PL | EN

Global water stress and desalination as a means of survival

Although the desalination process is highly energy-intensive and environmentally toxic,  producing high-salinity brine effluents and greenhouse gases, the extraction of fresh water in this way is currently essential for human survival in arid regions of the world. More than 20 000 desalination plants are currently operating in more than 170 countries. Approx. 47% of the world’s desalinated water is produced in the Middle East and North Africa.

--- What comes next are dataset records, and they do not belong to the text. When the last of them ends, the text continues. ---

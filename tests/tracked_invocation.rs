//! Tracked invocation: record ordering, error passthrough, concurrency.

use ai_config_bridge::drivers::ProviderResponse;
use ai_config_bridge::tracking::{
    CompositeMetricsSink, InMemoryMetricsSink, MetricEvent, MetricsSink, SummarizingSink,
};
use ai_config_bridge::{InvocationOutcome, ProviderKind, TokenUsage, TrackedInvocation};
use serde_json::json;
use std::sync::Arc;
use std::time::Duration;

#[derive(Debug, PartialEq)]
enum ProviderFailure {
    Throttled { retry_after_secs: u64 },
}

fn openai_reply() -> ProviderResponse {
    ProviderResponse::new(
        ProviderKind::OpenAi,
        json!({
            "choices": [{"message": {"role": "assistant", "content": "Hi"}}],
            "usage": {"prompt_tokens": 10, "completion_tokens": 5, "total_tokens": 15}
        }),
    )
}

#[test]
fn test_success_with_usage_reports_three_records() {
    let sink = InMemoryMetricsSink::new();
    let inv = TrackedInvocation::new(&sink).run(|| Ok::<_, ProviderFailure>(openai_reply()));
    match &inv.outcome {
        InvocationOutcome::Success { value, usage } => {
            assert_eq!(value.text().as_deref(), Some("Hi"));
            assert_eq!(*usage, Some(TokenUsage::new(10, 5, 15)));
        }
        InvocationOutcome::Failure(e) => panic!("unexpected failure {:?}", e),
    }
    let events = sink.events();
    assert_eq!(events.len(), 3);
    assert_eq!(events[2], MetricEvent::Tokens(TokenUsage::new(10, 5, 15)));
}

#[test]
fn test_failure_preserves_error_value() {
    let sink = InMemoryMetricsSink::new();
    let inv = TrackedInvocation::new(&sink).run(|| {
        Err::<ProviderResponse, _>(ProviderFailure::Throttled {
            retry_after_secs: 7,
        })
    });
    let err = inv.into_result().unwrap_err();
    assert_eq!(
        err,
        ProviderFailure::Throttled {
            retry_after_secs: 7
        }
    );
    let events = sink.events();
    assert_eq!(events.len(), 2);
    assert_eq!(events[1], MetricEvent::Error);
    assert!(!events.iter().any(|e| matches!(e, MetricEvent::Tokens(_))));
}

#[test]
fn test_duration_covers_the_call() {
    let sink = InMemoryMetricsSink::new();
    let inv = TrackedInvocation::new(&sink).run(|| {
        std::thread::sleep(Duration::from_millis(15));
        Ok::<_, ProviderFailure>(openai_reply())
    });
    assert!(inv.duration >= Duration::from_millis(15));
}

#[test]
fn test_block_on_async_invocation() {
    let sink = InMemoryMetricsSink::new();
    let inv = tokio_test::block_on(
        TrackedInvocation::new(&sink).run_async(async { Ok::<_, ProviderFailure>(openai_reply()) }),
    );
    assert!(inv.is_success());
    assert_eq!(sink.len(), 3);
}

#[tokio::test]
async fn test_concurrent_invocations_share_a_sink() {
    let summary = Arc::new(SummarizingSink::default());
    let mut handles = Vec::new();
    for i in 0..8u64 {
        let sink = summary.clone();
        handles.push(tokio::spawn(async move {
            TrackedInvocation::new(sink.as_ref())
                .run_async(async move {
                    tokio::time::sleep(Duration::from_millis(5)).await;
                    if i % 4 == 0 {
                        Err(ProviderFailure::Throttled { retry_after_secs: 1 })
                    } else {
                        Ok(TokenUsage::new(i, 1, i + 1))
                    }
                })
                .await
                .is_success()
        }));
    }
    let mut ok = 0;
    for h in handles {
        if h.await.unwrap() {
            ok += 1;
        }
    }
    let s = summary.summary();
    assert_eq!(ok, 6);
    assert_eq!(s.successes, 6);
    assert_eq!(s.errors, 2);
    // 1+2+3+5+6+7
    assert_eq!(s.usage, Some(TokenUsage::new(24, 6, 30)));
}

#[test]
fn test_composite_sink_sees_same_sequence() {
    let a = Arc::new(InMemoryMetricsSink::new());
    let b = Arc::new(InMemoryMetricsSink::new());
    let composite = CompositeMetricsSink::new()
        .add_sink(a.clone() as Arc<dyn MetricsSink>)
        .add_sink(b.clone() as Arc<dyn MetricsSink>);
    TrackedInvocation::new(&composite).run(|| Ok::<_, ProviderFailure>(openai_reply()));
    assert_eq!(a.events(), b.events());
    assert_eq!(a.len(), 3);
}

In these parts of the world, water stress, which occurs when water resources are scarce or water quality does not meet basic requirements, more than doubled between 1987 and 2017. Egypt, Bahrain, the United Arab Emirates, Saudi Arabia, Libya, Sudan and Qatar are in the worst situation. According to UNESCO, “10% of the world’s population lives in countries with high or critical water scarcity”. The estimated cost of providing all people with access to clean water and sanitation by 2030 will be between $600 billion and $1 trillion per year.

Anthropogenic pressures and climate change are reshaping global water flow cycles. Consequences include catastrophic flooding in Pakistan in 2022 and five rain-poor rainy seasons in a row, leaving more than 20 million people in the Horn of Africa hungry. Over 2 billion people worldwide lack access to safe drinking water, one child dies every 17 s from water-borne diseases, and 3 billion people face food insecurity due to water scarcity. New economic thinking and an international governance framework are needed to prevent a global water catastrophe.